All experimental procedures in this study were approved by the Institutional Review Board of Sichuan Agricultural University (IRB14044) and conducted in accordance with the ethical guidelines and regulations established by the Institutional Animal Care and Use Committee. The study was performed under permit number DKY-B20220358. The ethical review and approval covered all samples and treatments reported in this paper. We have complied with all relevant ethical regulations for animal use.

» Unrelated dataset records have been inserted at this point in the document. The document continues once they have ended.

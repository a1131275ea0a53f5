//! Error taxonomy for export runs

use std::time::Duration;
use thiserror::Error;

/// Errors produced by the export pipeline stages
#[derive(Debug, Error)]
pub enum ExportError {
    /// Query parameters rejected before any network call
    #[error("invalid query: {0}")]
    InvalidQuery(String),

    /// Network failure reaching the allocation API or storage
    #[error("transport error: {0}")]
    Transport(String),

    /// A network call exceeded its deadline
    #[error("{operation} timed out after {after:?}")]
    Timeout {
        operation: &'static str,
        after: Duration,
    },

    /// Allocation API answered with a non-success status code
    #[error("allocation API returned code {code}: {message}")]
    Api { code: i64, message: String },

    /// Response shape violates the nested window/key mapping contract
    #[error("malformed allocation response: {0}")]
    Flatten(String),

    /// Requested output format needs an encoder that is not present
    #[error("dependency unavailable: {0}")]
    DependencyUnavailable(String),

    /// Serializer failure while producing an artifact
    #[error("encoding failed: {0}")]
    Encode(String),

    /// Storage credential rejected
    #[error("storage authentication failed: {0}")]
    Auth(String),

    /// Transient storage failure
    #[error("upload failed: {0}")]
    Upload(String),

    #[error("invalid configuration: {0}")]
    Config(String),

    #[error("I/O error: {0}")]
    Io(#[from] std::io::Error),

    #[error("run cancelled")]
    Cancelled,
}

impl ExportError {
    /// Whether the runner may retry the stage that produced this error
    pub fn is_retryable(&self) -> bool {
        matches!(
            self,
            ExportError::Transport(_) | ExportError::Timeout { .. } | ExportError::Upload(_)
        )
    }

    /// Stable error class name used in run reports and metrics labels
    pub fn kind(&self) -> &'static str {
        match self {
            ExportError::InvalidQuery(_) => "InvalidQuery",
            ExportError::Transport(_) | ExportError::Timeout { .. } => "TransportError",
            ExportError::Api { .. } => "ApiError",
            ExportError::Flatten(_) => "FlattenError",
            ExportError::DependencyUnavailable(_) => "DependencyUnavailable",
            ExportError::Encode(_) => "EncodeError",
            ExportError::Auth(_) => "AuthError",
            ExportError::Upload(_) => "UploadError",
            ExportError::Config(_) => "ConfigError",
            ExportError::Io(_) => "IoError",
            ExportError::Cancelled => "Cancelled",
        }
    }
}

impl From<reqwest::Error> for ExportError {
    fn from(err: reqwest::Error) -> Self {
        ExportError::Transport(err.to_string())
    }
}

impl From<csv::Error> for ExportError {
    fn from(err: csv::Error) -> Self {
        ExportError::Encode(err.to_string())
    }
}
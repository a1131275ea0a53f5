//! OpenCost exporter - scheduled allocation export service
//!
//! Runs inside the cluster next to OpenCost, exporting allocation data to
//! object storage on a fixed interval and serving health and metrics.

use anyhow::{Context, Result};
use export_lib::{
    fetcher::{AllocationClient, AllocationSource},
    health::{components, HealthRegistry},
    observability::{ExportMetrics, RunLogger},
    publish::{ObjectStorePublisher, Publisher},
    ExportRunner, ExportScheduler,
};
use opencost_exporter::{api, config::ExporterConfig, signal::ShutdownSignals};
use std::sync::Arc;
use tokio_util::sync::CancellationToken;
use tracing::{error, info};
use tracing_subscriber::{fmt, prelude::*, EnvFilter};

const EXPORTER_VERSION: &str = env!("CARGO_PKG_VERSION");

#[tokio::main]
async fn main() -> Result<()> {
    tracing_subscriber::registry()
        .with(EnvFilter::try_from_default_env().unwrap_or_else(|_| EnvFilter::new("info")))
        .with(fmt::layer().json())
        .init();

    info!("Starting opencost-exporter");
    let mut signals = ShutdownSignals::install().context("failed to install signal handlers")?;

    let config = ExporterConfig::load()?;
    info!(
        api_url = %config.api_url,
        schedule = %config.schedule_name,
        window = %config.window,
        format = %config.format,
        "Exporter configured"
    );

    let health_registry = HealthRegistry::new();
    health_registry.register(components::FETCHER).await;
    health_registry.register(components::PUBLISHER).await;

    let metrics = ExportMetrics::new();
    let logger = RunLogger::new(&config.schedule_name);

    let source: Arc<dyn AllocationSource> = Arc::new(
        AllocationClient::new(config.client_config()).context("failed to build allocation client")?,
    );
    let publisher: Option<Arc<dyn Publisher>> = match config.storage_target() {
        Some(target) => Some(Arc::new(
            ObjectStorePublisher::new(&target).context("failed to configure storage target")?,
        )),
        None => None,
    };

    let runner = ExportRunner::new(source, publisher, config.runner_config())
        .with_health(health_registry.clone());
    let scheduler = Arc::new(ExportScheduler::new(Arc::new(runner), health_registry.clone()));
    let schedule = config.schedule()?;

    let shutdown = CancellationToken::new();
    let app_state = Arc::new(api::AppState::new(health_registry.clone(), metrics));
    let api_handle = tokio::spawn(api::serve(config.api_port, app_state, shutdown.clone()));
    let scheduler_handle = tokio::spawn(scheduler.run(vec![schedule], shutdown.clone()));

    health_registry.set_ready(true).await;
    logger.log_startup(EXPORTER_VERSION, 1);

    let signal = signals.recv().await;
    logger.log_shutdown(&format!("{} received", signal));
    shutdown.cancel();

    if let Err(e) = scheduler_handle.await {
        error!(error = %e, "Scheduler task failed");
    }
    match api_handle.await {
        Ok(Err(e)) => error!(error = %e, "API server failed"),
        Err(e) => error!(error = %e, "API server task failed"),
        Ok(Ok(())) => {}
    }

    info!("Shutdown complete");
    Ok(())
}
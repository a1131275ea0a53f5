//! Allocation API response envelope

use serde_json::Value;

use crate::error::ExportError;

/// HTTP-level success code the API embeds in its body
const SUCCESS_CODE: i64 = 200;

/// Decoded `{code, data, message}` envelope with `data` kept as a generic tree
#[derive(Debug, Clone, PartialEq)]
pub struct AllocationResponse {
    pub code: i64,
    pub message: Option<String>,
    pub data: Value,
}

impl AllocationResponse {
    /// Decode a response body and reject non-success codes
    pub fn from_slice(body: &[u8]) -> Result<Self, ExportError> {
        let response = Self::decode(body)?;
        if response.code != SUCCESS_CODE {
            return Err(ExportError::Api {
                code: response.code,
                message: response
                    .message
                    .unwrap_or_else(|| "no message from upstream".to_string()),
            });
        }
        Ok(response)
    }

    /// Decode the envelope without judging its status code
    pub(crate) fn decode(body: &[u8]) -> Result<Self, ExportError> {
        if body.iter().all(u8::is_ascii_whitespace) {
            return Err(ExportError::Transport(
                "allocation API returned an empty body".to_string(),
            ));
        }

        let mut root: Value = serde_json::from_slice(body).map_err(|e| {
            ExportError::Transport(format!("undecodable allocation response: {}", e))
        })?;

        let envelope = root.as_object_mut().ok_or_else(|| {
            ExportError::Transport("allocation response is not a JSON object".to_string())
        })?;

        let code = envelope
            .get("code")
            .and_then(Value::as_i64)
            .ok_or_else(|| {
                ExportError::Transport("allocation response carries no status code".to_string())
            })?;

        let message = envelope
            .get("message")
            .and_then(Value::as_str)
            .filter(|m| !m.is_empty())
            .map(str::to_string);

        let data = envelope.remove("data").unwrap_or(Value::Null);

        Ok(Self {
            code,
            message,
            data,
        })
    }
}

#[cfg(test)]
mod tests {
    use super::*;

    #[test]
    fn test_success_envelope() {
        let response =
            AllocationResponse::from_slice(br#"{"code":200,"data":[{}]}"#).unwrap();
        assert_eq!(response.code, 200);
        assert!(response.message.is_none());
        assert!(response.data.is_array());
    }

    #[test]
    fn test_non_success_code_is_api_error() {
        let err = AllocationResponse::from_slice(br#"{"code":500,"message":"internal error"}"#)
            .unwrap_err();
        match err {
            ExportError::Api { code, message } => {
                assert_eq!(code, 500);
                assert_eq!(message, "internal error");
            }
            other => panic!("expected ApiError, got {:?}", other),
        }
    }

    #[test]
    fn test_empty_and_garbage_bodies_are_transport_errors() {
        for body in [&b""[..], b"   \n", b"<html>bad gateway</html>", b"[1,2]", br#"{"data":[]}"#] {
            let err = AllocationResponse::from_slice(body).unwrap_err();
            assert!(
                matches!(err, ExportError::Transport(_)),
                "body {:?} gave {:?}",
                String::from_utf8_lossy(body),
                err
            );
        }
    }

    #[test]
    fn test_missing_data_decodes_as_null() {
        let response = AllocationResponse::from_slice(br#"{"code":200}"#).unwrap();
        assert!(response.data.is_null());
    }
}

Sample collection and sequencing

A 12-month-old female Neijiang pig was selected from the standardized breeding population at the Chinese National Neijiang Pig Genetic Resources Conservation Farm (Neijiang, Sichuan, China). The longissimus dorsi muscle was collected within 30 min post-slaughter for DNA sequencing to support T2T genome assembly and subsequent analyses. In addition, to facilitate gene annotation, tissue samples from seven organs of one 12-month-old female Neijiang pig were collected for RNA-seq, and tissue samples from six organs of another 12-month-old female Neijiang pig were collected for Iso-seq (Isoform Sequencing). All pigs in this study were humanely slaughtered according to the Chinese National Standard GB/T 22569-2008, the Technical Specification for the Humane Slaughter of Pigs. The procedure involved immediately rendering the pigs unconscious via electrical stunning, followed by exsanguination through sticking within 15 seconds after stunning.

To analyze the population structure and inbreeding level of Neijiang pigs and further investigate their reproductive performance, a total of 115 individuals with complete breeding records were selected from the National Neijiang Pig Genetic Resources Conservation Farm (Neijiang, China). Ear tissue samples were collected and subjected to whole-genome DNA sequencing. The resulting data were used for population structure analysis, inbreeding coefficient estimation, and GWAS.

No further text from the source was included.